A new study shows that nicotine patches are a waste of time and money, as they are not better than willpower at helping smokers to quit.
In earlier clinical trials it was suggested that nicotine replacement therapy could double a smoker’s chances of giving up the habit.
However, the new study of 800 patients found patches made no difference to long-term quitting rates.
According to researchers, the earlier trials had failed to replicate “real-life” situations. They said success and relapse rates were similar whatever method smokers adopted.
The recent study – by the Harvard School of Public Health and the University of Massachusetts, Boston – investigated patients who gave up smoking between 2001 and 2006.

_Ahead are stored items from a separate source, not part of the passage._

// 该文件是 Kanjian （看见） 项目的一部分。
// src/task.rs - 流水线与任务
//
// 本文件根据 Apache 许可证第 2.0 版（以下简称“许可证”）授权使用；
// 除非遵守该许可证条款，否则您不得使用本文件。
// 您可通过以下网址获取许可证副本：
// http://www.apache.org/licenses/LICENSE-2.0
// 除非适用法律要求或书面同意，根据本许可协议分发的软件均按“原样”提供，
// 不附带任何形式的明示或暗示的保证或条件。
// 有关许可权限与限制的具体条款，请参阅本许可协议。
//
// Copyright (C) 2026 Johann Li <me@qinka.pro>, Wareless Group

use std::{
  fmt,
  sync::{
    Arc,
    atomic::{AtomicBool, Ordering},
  },
  thread,
  time::{Duration, Instant},
};

use thiserror::Error;
use tracing::{debug, info, warn};

use crate::{
  config::{Favorite, VizPreset},
  frame::Frame,
  input::{CaptureError, DeviceId, DeviceOpener, FrameSource},
  model::{InferenceEngine, ModelError, cache::CachedEngine},
  output::{Render, Rendered, VisualizationError, Visualizer},
};

pub mod decoupled;
pub mod ticker;

pub use self::decoupled::{DecoupledLoop, FrameSubmitter, LoopState, SlotPolicy};
pub use self::ticker::{TickLoop, TickState};

/// 对外报告的错误类别
#[derive(Debug, Clone, Copy, PartialEq, Eq)]
pub enum ErrorKind {
  DeviceUnavailable,
  ReadFailure,
  UnsupportedModel,
  UnknownLayer,
  InferenceFailure,
  VisualizationFailure,
  RenderFailure,
}

impl fmt::Display for ErrorKind {
  fn fmt(&self, f: &mut fmt::Formatter<'_>) -> fmt::Result {
    let name = match self {
      ErrorKind::DeviceUnavailable => "DeviceUnavailable",
      ErrorKind::ReadFailure => "ReadFailure",
      ErrorKind::UnsupportedModel => "UnsupportedModel",
      ErrorKind::UnknownLayer => "UnknownLayer",
      ErrorKind::InferenceFailure => "InferenceFailure",
      ErrorKind::VisualizationFailure => "VisualizationFailure",
      ErrorKind::RenderFailure => "RenderFailure",
    };
    f.write_str(name)
  }
}

#[derive(Error, Debug)]
pub enum PipelineError {
  #[error("采集错误: {0}")]
  Capture(#[from] CaptureError),
  #[error("模型错误: {0}")]
  Model(#[from] ModelError),
  #[error("可视化错误: {0}")]
  Visualization(#[from] VisualizationError),
  #[error("输出错误: {0}")]
  Render(String),
}

impl PipelineError {
  pub fn kind(&self) -> ErrorKind {
    match self {
      PipelineError::Capture(CaptureError::ReadFailure { .. }) => ErrorKind::ReadFailure,
      PipelineError::Capture(_) => ErrorKind::DeviceUnavailable,
      PipelineError::Model(ModelError::UnsupportedModel(_) | ModelError::ModelLoad(_)) => {
        ErrorKind::UnsupportedModel
      }
      PipelineError::Model(ModelError::UnknownLayer { .. }) => ErrorKind::UnknownLayer,
      PipelineError::Model(_) => ErrorKind::InferenceFailure,
      PipelineError::Visualization(_) => ErrorKind::VisualizationFailure,
      PipelineError::Render(_) => ErrorKind::RenderFailure,
    }
  }

  pub fn render(error: impl fmt::Display) -> Self {
    PipelineError::Render(error.to_string())
  }
}

/// 采集 → 推理 → 可视化
///
/// 两种驱动共用同一条流水线，只有调度方式不同。
pub struct Pipeline {
  engine: CachedEngine,
  visualizer: Visualizer,
  preset: VizPreset,
}

impl Pipeline {
  /// 预设观察的层必须是引擎的活动层之一
  pub fn new(engine: impl Into<CachedEngine>, preset: VizPreset) -> Result<Self, PipelineError> {
    let engine = engine.into();
    check_preset(engine.engine(), &preset)?;
    Ok(Self {
      engine,
      visualizer: Visualizer::default(),
      preset,
    })
  }

  pub fn with_visualizer(mut self, visualizer: Visualizer) -> Self {
    self.visualizer = visualizer;
    self
  }

  pub fn preset(&self) -> &VizPreset {
    &self.preset
  }

  /// 切换预设；同一帧的激活仍然可以命中缓存
  pub fn set_preset(&mut self, preset: VizPreset) -> Result<(), PipelineError> {
    check_preset(self.engine.engine(), &preset)?;
    info!("切换预设: {} (层 {})", preset.id, preset.layer_id);
    self.preset = preset;
    Ok(())
  }

  pub fn engine(&self) -> &CachedEngine {
    &self.engine
  }

  /// 对一帧做推理和可视化
  pub fn process(&mut self, frame: &Frame) -> Result<Rendered, PipelineError> {
    let now = Instant::now();
    let activations = self.engine.infer(frame)?;
    let image = self
      .visualizer
      .visualize_layer(&activations, &self.preset, Some(frame))?;
    debug!("流水线处理完成，耗时: {:.2?}", now.elapsed());
    Ok(Rendered {
      layer: self.preset.layer_id.clone(),
      frame: frame.clone(),
      fingerprint: frame.fingerprint(),
      image,
    })
  }

  /// 从来源读一帧并处理，返回帧和结果
  pub fn run_cycle<S: FrameSource + ?Sized>(
    &mut self,
    source: &mut S,
  ) -> Result<(Frame, Rendered), PipelineError> {
    let frame = source.read()?;
    let rendered = self.process(&frame)?;
    Ok((frame, rendered))
  }
}

fn check_preset(engine: &InferenceEngine, preset: &VizPreset) -> Result<(), PipelineError> {
  if preset.validate().is_err() {
    return Err(VisualizationError::InvalidAlpha(preset.alpha).into());
  }
  if !engine.get_active_layers().contains(&preset.layer_id.as_str()) {
    return Err(
      ModelError::UnknownLayer {
        model: engine.descriptor().name().to_string(),
        layer: preset.layer_id.clone(),
      }
      .into(),
    );
  }
  Ok(())
}

/// Ctrl-C 时置位的停止标志
pub fn install_interrupt_flag() -> anyhow::Result<Arc<AtomicBool>> {
  let stop = Arc::new(AtomicBool::new(false));
  let flag = stop.clone();
  ctrlc::set_handler(move || {
    info!("收到中断信号，准备退出...");
    flag.store(true, Ordering::Release);
    thread::spawn(|| {
      thread::sleep(Duration::from_secs(30));
      warn!("强制退出程序");
      std::process::exit(1);
    });
  })?;
  Ok(stop)
}

pub trait Task<I, M, O>: Sized {
  type Error;
  fn run_task(self, input: I, model: M, output: O) -> Result<(), Self::Error>;
}

/// 读一帧、处理、输出一次
pub struct OneShotTask;

impl<I, O, RE> Task<I, Pipeline, O> for OneShotTask
where
  I: FrameSource,
  O: Render<Frame, Rendered, Error = RE>,
  RE: std::error::Error + Sync + Send + 'static,
{
  type Error = anyhow::Error;

  fn run_task(self, mut input: I, mut model: Pipeline, output: O) -> Result<(), Self::Error> {
    info!("开始任务...");
    let now = Instant::now();
    let result = model.run_cycle(&mut input);
    input.close();
    let (frame, rendered) = result?;
    info!("推理与可视化完成，耗时: {:.2?}", now.elapsed());
    output.render_result(&frame, &rendered)?;
    info!("渲染完成，耗时: {:.2?}", now.elapsed());
    Ok(())
  }
}

/// 连续采集，推理放在后台线程
///
/// 当前线程只负责读帧、投递和输出最新结果，采集不会被推理阻塞。
#[derive(Debug, Default)]
pub struct LiveTask {
  frame_number: Option<usize>,
  policy: SlotPolicy,
  stop: Option<Arc<AtomicBool>>,
}

impl LiveTask {
  pub fn with_frame_number(mut self, frame_number: Option<usize>) -> Self {
    self.frame_number = frame_number;
    self
  }

  pub fn with_policy(mut self, policy: SlotPolicy) -> Self {
    self.policy = policy;
    self
  }

  /// 外部停止标志；不设置时安装 Ctrl-C 处理
  pub fn with_stop_flag(mut self, stop: Arc<AtomicBool>) -> Self {
    self.stop = Some(stop);
    self
  }
}

impl<I, O, RE> Task<I, Pipeline, O> for LiveTask
where
  I: FrameSource,
  O: Render<Frame, Rendered, Error = RE>,
  RE: std::error::Error + Sync + Send + 'static,
{
  type Error = anyhow::Error;

  fn run_task(self, mut input: I, model: Pipeline, output: O) -> Result<(), Self::Error> {
    info!("开始任务...");
    let stop = match self.stop {
      Some(stop) => stop,
      None => install_interrupt_flag()?,
    };

    let mut driver = DecoupledLoop::new(model).with_policy(self.policy);
    let submitter = driver.submitter();
    driver.start()?;

    let mut frame_index = 0usize;
    let mut outcome = Ok(());
    while !stop.load(Ordering::Acquire) {
      let frame = match input.read() {
        Ok(frame) => frame,
        Err(e) => {
          outcome = Err(PipelineError::from(e));
          break;
        }
      };
      frame_index += 1;
      submitter.submit(frame);

      if let Some(rendered) = driver.latest_result() {
        if let Err(e) = output.render_result(&rendered.frame, &rendered) {
          outcome = Err(PipelineError::render(e));
          break;
        }
      }
      if driver.status().state != LoopState::Running {
        warn!("后台流水线已停止，退出任务循环");
        break;
      }
      if self.frame_number.is_some_and(|n| frame_index >= n) {
        info!("达到指定帧数 {}, 退出任务循环", frame_index);
        break;
      }
    }

    driver.stop();
    input.close();
    let status = driver.status();
    info!(
      "任务结束: 投递 {} 帧, 处理 {} 帧, {:.1} fps",
      frame_index, status.processed, status.fps
    );
    if let Some(failure) = status.last_error {
      anyhow::bail!("流水线失败 ({}): {}", failure.kind, failure.message);
    }
    outcome?;
    Ok(())
  }
}

/// 展台模式：固定间隔驱动单线程流水线，失败即停止
#[derive(Debug, Default)]
pub struct KioskTask {
  device: Option<DeviceId>,
  favorite: Option<Favorite>,
  interval: Option<Duration>,
  stop: Option<Arc<AtomicBool>>,
}

impl KioskTask {
  /// 不指定时使用第一个探测到的摄像头
  pub fn with_device(mut self, device: Option<DeviceId>) -> Self {
    self.device = device;
    self
  }

  /// 以收藏开始：使用第一个可用的摄像头和收藏的预设，忽略指定的设备
  pub fn with_favorite(mut self, favorite: Option<Favorite>) -> Self {
    self.favorite = favorite;
    self
  }

  pub fn with_interval(mut self, interval: Duration) -> Self {
    self.interval = Some(interval);
    self
  }

  pub fn with_stop_flag(mut self, stop: Arc<AtomicBool>) -> Self {
    self.stop = Some(stop);
    self
  }
}

impl<D, O, RE> Task<D, Pipeline, O> for KioskTask
where
  D: DeviceOpener,
  O: Render<Frame, Rendered, Error = RE>,
  RE: fmt::Display,
{
  type Error = anyhow::Error;

  fn run_task(self, input: D, model: Pipeline, output: O) -> Result<(), Self::Error> {
    info!("开始展台任务...");
    let stop = match self.stop {
      Some(stop) => stop,
      None => install_interrupt_flag()?,
    };

    let mut ticker = TickLoop::new(input, model, output);
    if let Some(interval) = self.interval {
      ticker = ticker.with_interval(interval);
    }
    match (&self.favorite, self.device) {
      (Some(favorite), _) => ticker.select_favorite(favorite)?,
      (None, Some(device)) => ticker.start(device)?,
      (None, None) => {
        let device = ticker.first_device()?;
        ticker.start(device)?;
      }
    }
    let result = ticker.run(&stop);
    ticker.stop();
    info!("{}", ticker.status_message());
    result?;
    Ok(())
  }
}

The study concluded: “The main finding is that persons who quit relapsed at equivalent rates, whether or not they used nicotine replacement therapy to help them in their quit attempts, in clear distinction to the results of randomized clinical trials.”
The results were the same for heavy and lighter smokers and whether counseling was or was not given.
Harvard’s Hillel Alpert said: “This study shows that using NRT is no more effective in helping people stop smoking cigarettes in the long term than trying to quit on one’s own.”
In an online report in the journal Tobacco Control, fellow author Lois Biener said the funding for NRT might be better spent on other interventions. In replacement therapy, patches, gum, nasal sprays or inhalers are used to supply nicotine to the bloodstream.
Further American research released yesterday suggests that nicotine patches can help improve memory loss among older people.
Non-smokers with failing brainpower who used patches for six months had a 46% improvement in their memory skills, according to a report in the journal Neurology about the study at Vanderbilt University School of Medicine in Nashville.
Previous research has suggested nicotine helps brainpower among Alzheimer’s sufferers.